A brave 12-year-old girl who flew from Cardiff on her own to surprise her terminally-ill dad at Christmas was among the thousands of emotional passengers who arrived in Belfast yesterday.

Karson Turner, whose dad Willie was diagnosed with lung cancer in August this year, was greeted at the airport by two nervous aunts who had not seen the youngster for almost 10 years.

Belinda Turner and Susan Quinn, both sisters of Willie, had tears in their eyes as they waited for Karson to come through arrivals at the City Airport.

Susan told the Belfast Telegraph it would be the first time the whole family would spend Christmas together in Portadown.

Father-of-five Willie was given the heart-breaking news that he had 18 months to live in August this year.

This Christmas could be the last one that Karson, who lives with her mum in Scotland, gets to spend with her dad.

She said: "The flight was okay and I wasn't as scared as I thought I would be. I'm just glad to be here and looking forward to spending Christmas in Northern Ireland with my dad."

Susan added: "Karson's poor mummy will have been in tears when she dropped her off at the airport, but we will make sure she has a good Christmas.

"It's a very emotional time for us all and I'm sure Karson is very nervous about meeting us. She probably doesn't remember us at all - she was just a baby when we last met."
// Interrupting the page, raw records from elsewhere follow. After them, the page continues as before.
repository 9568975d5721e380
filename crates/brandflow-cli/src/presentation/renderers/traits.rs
use anyhow::Result;
use serde::Serialize;

use crate::presentation::view_models::{CommandResultViewModel, CreateView};

pub trait Renderer {
    fn render<T>(&self, result: CommandResultViewModel<T>) -> Result<()>
    where
        T: Serialize + CreateView;
}
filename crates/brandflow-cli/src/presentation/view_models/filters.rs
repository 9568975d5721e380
use serde::Serialize;
use std::fmt;

use super::{CreateView, ViewMode};

// --------------------------------------------------------
// Data Definitions (ViewModels)
// --------------------------------------------------------

#[derive(Debug, Serialize)]
pub struct FilterCatalogViewModel {
    pub mode: String,
    #[serde(skip_serializing_if = "Option::is_none")]
    pub search: Option<String>,
    pub sections: Vec<CatalogSectionViewModel>,
}

#[derive(Debug, Serialize)]
pub struct CatalogSectionViewModel {
    pub label: String,
    pub entries: Vec<CatalogEntryViewModel>,
}

#[derive(Debug, Serialize)]
pub struct CatalogEntryViewModel {
    pub key: String,
    pub label: String,
    pub filter_type: String,
    pub badge: usize,
}

#[derive(Debug, Clone, Serialize)]
pub struct FilterChipsViewModel {
    pub mode: String,
    pub chips: Vec<ChipViewModel>,
    pub visible: usize,
    pub hidden: usize,
    #[serde(skip_serializing_if = "Option::is_none")]
    pub toggle_label: Option<String>,
    pub row_width: u16,
}

#[derive(Debug, Clone, Serialize)]
pub struct ChipViewModel {
    pub key: String,
    pub text: String,
    pub width: u16,
}

#[derive(Debug, Serialize)]
pub struct FilterPreviewViewModel {
    pub key: String,
    pub label: String,
    pub filter_type: String,
    pub chip: String,
    #[serde(skip_serializing_if = "Vec::is_empty")]
    pub options: Vec<OptionViewModel>,
    #[serde(skip_serializing_if = "Vec::is_empty")]
    pub operators: Vec<String>,
    #[serde(skip_serializing_if = "Option::is_none")]
    pub input_hint: Option<String>,
    #[serde(skip_serializing_if = "Option::is_none")]
    pub match_preview: Option<String>,
}

#[derive(Debug, Serialize)]
pub struct OptionViewModel {
    pub value: String,
    pub selected: bool,
    /// Pill colour, tag options only
    #[serde(skip_serializing_if = "Option::is_none")]
    pub color: Option<String>,
}

// --------------------------------------------------------
// CreateView Trait Implementations (Bridge to Views)
// --------------------------------------------------------

impl CreateView for FilterCatalogViewModel {
    fn create_view<'a>(&'a self, mode: ViewMode) -> Box<dyn fmt::Display + 'a> {
        use crate::presentation::views::filters::FilterCatalogView;
        Box::new(FilterCatalogView::new(self, mode))
    }
}

impl CreateView for FilterChipsViewModel {
    fn create_view<'a>(&'a self, mode: ViewMode) -> Box<dyn fmt::Display + 'a> {
        use crate::presentation::views::filters::FilterChipsView;
        Box::new(FilterChipsView::new(self, mode))
    }
}

impl CreateView for FilterPreviewViewModel {
    fn create_view<'a>(&'a self, _mode: ViewMode) -> Box<dyn fmt::Display + 'a> {
        use crate::presentation::views::filters::FilterPreviewView;
        Box::new(FilterPreviewView::new(self))
    }
}
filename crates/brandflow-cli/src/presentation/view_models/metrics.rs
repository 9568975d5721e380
use serde::Serialize;
use std::fmt;

use super::{CreateView, ViewMode};

// --------------------------------------------------------
// Data Definitions (ViewModels)
// --------------------------------------------------------

#[derive(Debug, Serialize)]
pub struct MetricCatalogViewModel {
    pub mode: String,
    #[serde(skip_serializing_if = "Option::is_none")]
    pub query: Option<String>,
    pub groups: Vec<MetricGroupViewModel>,
    pub selected_count: usize,
}

#[derive(Debug, Serialize)]
pub struct MetricGroupViewModel {
    pub category: String,
    pub accent_color: String,
    pub metrics: Vec<MetricEntryViewModel>,
}

#[derive(Debug, Serialize)]
pub struct MetricEntryViewModel {
    pub id: String,
    pub label: String,
    pub value: String,
    pub change: String,
    pub is_positive: bool,
    pub selected: bool,
    pub chart_visible: bool,
    pub chartable: bool,
}

#[derive(Debug, Serialize)]
pub struct MetricChartViewModel {
    pub mode: String,
    pub cards: Vec<MetricCardViewModel>,
    pub series: Vec<ChartSeriesViewModel>,
}

#[derive(Debug, Clone, Serialize)]
pub struct MetricCardViewModel {
    pub id: String,
    pub label: String,
    pub accent_color: String,
    pub value: String,
    pub previous_value: String,
    pub change: String,
    pub is_positive: bool,
    pub chart_visible: bool,
}

#[derive(Debug, Clone, Serialize)]
pub struct ChartSeriesViewModel {
    pub metric_id: String,
    pub label: String,
    pub color: String,
    pub render_as: String,
    pub points: Vec<ChartPointViewModel>,
}

#[derive(Debug, Clone, Serialize)]
pub struct ChartPointViewModel {
    pub label: String,
    pub value: f64,
}

// --------------------------------------------------------
// CreateView Trait Implementations (Bridge to Views)
// --------------------------------------------------------

impl CreateView for MetricCatalogViewModel {
    fn create_view<'a>(&'a self, mode: ViewMode) -> Box<dyn fmt::Display + 'a> {
        use crate::presentation::views::metrics::MetricCatalogView;
        Box::new(MetricCatalogView::new(self, mode))
    }
}

impl CreateView for MetricChartViewModel {
    fn create_view<'a>(&'a self, mode: ViewMode) -> Box<dyn fmt::Display + 'a> {
        use crate::presentation::views::metrics::MetricChartView;
        Box::new(MetricChartView::new(self, mode))
    }
}
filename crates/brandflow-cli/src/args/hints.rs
pub mod cmd {
    pub const CONFIG_INIT: &str = "brandflow config init";
    pub const CONFIG_SHOW: &str = "brandflow config show";
    pub const METRICS_LIST: &str = "brandflow metrics list";
    pub const METRICS_CHART: &str = "brandflow metrics chart";
    pub const COLUMNS_LIST: &str = "brandflow columns list";
    pub const PRODUCTS: &str = "brandflow products";
    pub const FILTERS_CATALOG: &str = "brandflow filters catalog";
    pub const FILTERS_CHIPS: &str = "brandflow filters chips";
    pub const DASHBOARD: &str = "brandflow dashboard";
}

pub mod fmt {
    pub fn tags_create(name: &str) -> String {
        format!("brandflow tags create \"{}\"", name)
    }

    pub fn columns_preset(name: &str) -> String {
        format!("brandflow columns list --preset {}", name.to_lowercase())
    }

    pub fn products_preset(name: &str) -> String {
        format!("brandflow products --preset {}", name.to_lowercase())
    }

    pub fn with_mode(cmd: &str, mode: &str) -> String {
        format!("{} --mode {}", cmd, mode)
    }
}
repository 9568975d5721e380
use serde::Serialize;
use std::collections::BTreeMap;

use crate::StoreScope;

#[derive(Debug, Clone, Copy, PartialEq, Eq, Serialize)]
pub struct ProductScores {
    pub aps: u8,
    pub sps: u8,
    pub ups: u8,
}

impl ProductScores {
    pub fn for_scope(&self, scope: StoreScope) -> u8 {
        match scope {
            StoreScope::Amazon => self.aps,
            StoreScope::Shopify => self.sps,
            StoreScope::Both => self.ups,
        }
    }
}

/// A catalog row. Metric values are display strings keyed by column id;
/// `seller_values`/`vendor_values` carry the per-account breakdown shown in
/// combined mode and are independent of the combined figure.
#[derive(Debug, Clone, PartialEq, Serialize)]
pub struct Product {
    pub id: u32,
    pub name: String,
    pub asin: String,
    pub parent_asin: String,
    pub sku: String,
    pub brand: String,
    pub status: String,
    pub tags: Vec<String>,
    pub scores: ProductScores,
    pub values: BTreeMap<String, String>,
    pub seller_values: BTreeMap<String, String>,
    pub vendor_values: BTreeMap<String, String>,
}

impl Product {
    pub fn value(&self, column_id: &str) -> Option<&str> {
        self.values.get(column_id).map(String::as_str)
    }

    pub fn seller_value(&self, column_id: &str) -> Option<&str> {
        self.seller_values.get(column_id).map(String::as_str)
    }

    pub fn vendor_value(&self, column_id: &str) -> Option<&str> {
        self.vendor_values.get(column_id).map(String::as_str)
    }

    pub fn has_tag(&self, tag: &str) -> bool {
        self.tags.iter().any(|t| t == tag)
    }
}
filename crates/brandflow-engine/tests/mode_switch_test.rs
use brandflow_catalog::ModeRegistry;
use brandflow_engine::{AnalyticsState, EditorState, MetricSelection, TagStore, pseudo_comparison};
use brandflow_types::{AccountMode, AppliedFilter, FilterValue, NumberOperator};

fn seller_state_with_everything() -> AnalyticsState {
    let mut state = AnalyticsState::new(AccountMode::Seller);
    {
        let filters = state.filters_mut();
        filters.select_filter("fulfillmentChannel");
        filters.toggle_option("FBA");
        filters.apply();
        filters.select_filter("buyBoxPercent");
        filters.set_value1("90");
        filters.apply();
        filters.select_filter("tagList");
        filters.toggle_option("Best Seller");
        filters.apply();
    }
    state.metrics_mut().toggle_selection("organic-sales");
    state.metrics_mut().toggle_selection("profit");
    state
}

#[test]
fn test_seller_to_vendor_prunes_to_vendor_registry() {
    let mut state = seller_state_with_everything();
    state.set_mode(AccountMode::Vendor);

    let vendor = ModeRegistry::for_mode(AccountMode::Vendor);
    for filter in state.filters().applied() {
        assert!(vendor.has_filter(&filter.key), "stale filter {}", filter.key);
    }
    for id in state.columns().visible_ids() {
        assert!(vendor.has_column(id), "stale column {}", id);
    }
    for id in state.metrics().selected_ids() {
        assert!(vendor.has_metric(id), "stale metric {}", id);
    }

    assert!(state.filters().get("tagList").is_some());
    assert!(state.filters().get("fulfillmentChannel").is_none());
    assert!(state.filters().get("buyBoxPercent").is_none());
}

#[test]
fn test_mode_switch_closes_editor_for_vanished_key() {
    let mut state = AnalyticsState::new(AccountMode::Vendor);
    state.filters_mut().select_filter("poStatus");
    state.set_mode(AccountMode::Seller);
    assert_eq!(state.filters().editor(), &EditorState::Closed);
    assert!(state.filters().draft().is_none());
}

#[test]
fn test_mode_switch_keeps_editor_for_shared_key() {
    let mut state = AnalyticsState::new(AccountMode::Seller);
    state.filters_mut().select_filter("price");
    state.set_mode(AccountMode::Both);
    assert!(state.filters().is_open());
}

#[test]
fn test_chart_visible_stays_inside_selection() {
    let mut sel = MetricSelection::new(AccountMode::Seller);
    let steps = [
        "clicks",
        "acos",
        "roas",
        "clicks",
        "impressions",
        "not-a-metric",
    ];
    for (i, id) in steps.iter().enumerate() {
        if i % 2 == 0 {
            sel.toggle_selection(id);
        } else {
            sel.toggle_chart_visibility(id);
        }
        for visible in sel.chart_visible_ids() {
            assert!(sel.is_selected(visible));
        }
    }
    sel.set_mode(AccountMode::Both);
    for visible in sel.chart_visible_ids() {
        assert!(sel.is_selected(visible));
    }
}

#[test]
fn test_tag_creation_is_case_insensitive() {
    let mut store = TagStore::default();
    let count = store.tags().len();
    assert_eq!(store.create("best seller", None).as_deref(), Some("Best Seller"));
    assert_eq!(store.tags().len(), count);
}

#[test]
fn test_pseudo_comparison_is_pure() {
    let first = pseudo_comparison(3, "adSpend", "$1,234.50");
    for _ in 0..10 {
        assert_eq!(pseudo_comparison(3, "adSpend", "$1,234.50"), first);
    }
    assert!(first.change_percent >= 2.0 && first.change_percent < 15.0);
    assert!(first.previous_display.starts_with('$'));
}

#[test]
fn test_none_mode_empties_everything_without_error() {
    let mut state = AnalyticsState::new(AccountMode::Both);
    state.filters_mut().select_filter("price");
    state.set_mode(AccountMode::None);

    assert!(state.filters().applied().is_empty());
    assert!(state.metrics().selected_ids().is_empty());
    assert!(state.columns().visible_ids().is_empty());
    assert!(!state.filters().is_open());
}

#[test]
fn test_with_applied_drops_unknown_keys() {
    let bar = brandflow_engine::FilterBar::with_applied(
        AccountMode::Vendor,
        vec![
            AppliedFilter::new(
                "buyBoxPercent",
                FilterValue::number(NumberOperator::Equals, "1", ""),
            ),
            AppliedFilter::new("productName", FilterValue::text("Siena")),
        ],
    );
    assert_eq!(bar.applied().len(), 1);
    assert_eq!(bar.applied()[0].key, "productName");
}
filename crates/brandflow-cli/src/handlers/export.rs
use crate::args::OutputFormat;
use crate::context::ExecutionContext;
use crate::handlers::products::configure_table;
use crate::presentation::presenters::{build_product_table, present_export_result};
use crate::presentation::view_models::ProductTableViewModel;
use crate::presentation::{ConsoleRenderer, Renderer, ViewMode};
use anyhow::{Context, Result};
use std::io::Write;
use std::path::PathBuf;
use tracing::info;

pub fn handle(
    ctx: &ExecutionContext,
    preset: Option<String>,
    output: Option<PathBuf>,
    format: OutputFormat,
) -> Result<()> {
    let mut state = ctx.analytics()?;
    configure_table(&mut state, preset.as_deref(), None)?;
    let table = build_product_table(&state, None);

    let Some(path) = output else {
        write_csv(&table, std::io::stdout().lock())?;
        return Ok(());
    };

    let file = std::fs::File::create(&path)
        .with_context(|| format!("Failed to create {}", path.display()))?;
    write_csv(&table, file)?;
    info!(path = %path.display(), rows = table.rows.len(), "table exported");

    let result = present_export_result(&path, table.rows.len(), table.headers.len());
    let renderer = ConsoleRenderer::new(format.into(), ViewMode::default());
    renderer.render(result)?;
    Ok(())
}

/// One header row of column labels, then the displayed cell values
fn write_csv<W: Write>(table: &ProductTableViewModel, writer: W) -> Result<()> {
    let mut csv = csv::Writer::from_writer(writer);
    csv.write_record(&table.headers)?;
    for row in &table.rows {
        csv.write_record(row.cells.iter().map(|cell| cell.display.as_str()))?;
    }
    csv.flush()?;
    Ok(())
}

#[cfg(test)]
mod tests {
    use super::*;
    use brandflow_engine::AnalyticsState;
    use brandflow_types::AccountMode;

    #[test]
    fn test_csv_has_header_and_a_row_per_product() {
        let state = AnalyticsState::new(AccountMode::Seller);
        let table = build_product_table(&state, None);

        let mut buf = Vec::new();
        write_csv(&table, &mut buf).unwrap();
        let text = String::from_utf8(buf).unwrap();

        let lines: Vec<&str> = text.lines().collect();
        assert_eq!(lines.len(), table.rows.len() + 1);
        assert!(lines[0].starts_with(&table.headers[0]));
    }
}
But, nervous or not, Karson embraced her teary-eyed aunts when she arrived at the airport.

The sisters then drove Karson back to their home in Portadown to wait for dad, Willie, who had spent the morning getting chemotherapy.

After the emotional reunion, which Willie knew nothing about in advance, he told the Belfast Telegraph he "cried his eyes out" when he saw his eldest daughter.

"It was unbelievable," he said, "I had been getting chemotherapy and went to pick up my other kids from Susan's house after. The whole family was there and I couldn't work out why. Then I saw Karson and I just started crying.

"It has been a really emotional day for me and I'm quite overwhelmed by it all. My sisters surprised me with the best Christmas present I could ask for."

Karson had not seen her dad for eight years before they were reunited at the time of his diagnosis, and even then they only got to spend a handful of hours together.

"I've got her until December 30 now and I couldn't be happier," he said.

Belfast City Airport welcomed more than 10,000 passengers yesterday and will do the same again today, while Belfast international is also operating at capacity with about 120 flights every day.

Katy Best, commercial and marketing director at Belfast City Airport, said: "There's a great atmosphere around Christmas time in the airport and it has been even better this year because it hasn't been spoiled by bad weather and disruption.

"The good weather has been a Godsend for us and our staff and it will be great to see them all have a day off on Friday to spend with their own families after helping so many others to reunite with theirs."

Belfast International Airport managing director Graham Keddie added: "There's no better time to work here. There's a great sense of Christmas cheer as people arrive home to be reunited with their loved ones for Christmas."